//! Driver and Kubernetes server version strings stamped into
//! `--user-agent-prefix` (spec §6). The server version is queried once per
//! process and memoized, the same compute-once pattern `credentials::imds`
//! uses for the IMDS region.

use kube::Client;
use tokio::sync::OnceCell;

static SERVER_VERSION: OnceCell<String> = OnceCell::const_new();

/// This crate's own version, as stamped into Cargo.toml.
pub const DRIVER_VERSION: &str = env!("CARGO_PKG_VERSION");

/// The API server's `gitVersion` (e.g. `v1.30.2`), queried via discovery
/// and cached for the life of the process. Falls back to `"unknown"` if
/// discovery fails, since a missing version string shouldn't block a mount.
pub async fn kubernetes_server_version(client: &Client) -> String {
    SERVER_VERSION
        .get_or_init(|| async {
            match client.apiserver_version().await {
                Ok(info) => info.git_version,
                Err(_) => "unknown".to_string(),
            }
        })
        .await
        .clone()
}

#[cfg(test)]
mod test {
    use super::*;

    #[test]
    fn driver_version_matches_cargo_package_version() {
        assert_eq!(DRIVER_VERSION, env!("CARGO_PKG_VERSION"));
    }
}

----

● **WHAT YOU ARE ASKED TO DO**:
If a line in the entries contains the word "into", copy that line out.

● **ANSWER TO THIS PROBLEM**:
//! Driver and Kubernetes server version strings stamped into
/// This crate's own version, as stamped into Cargo.toml.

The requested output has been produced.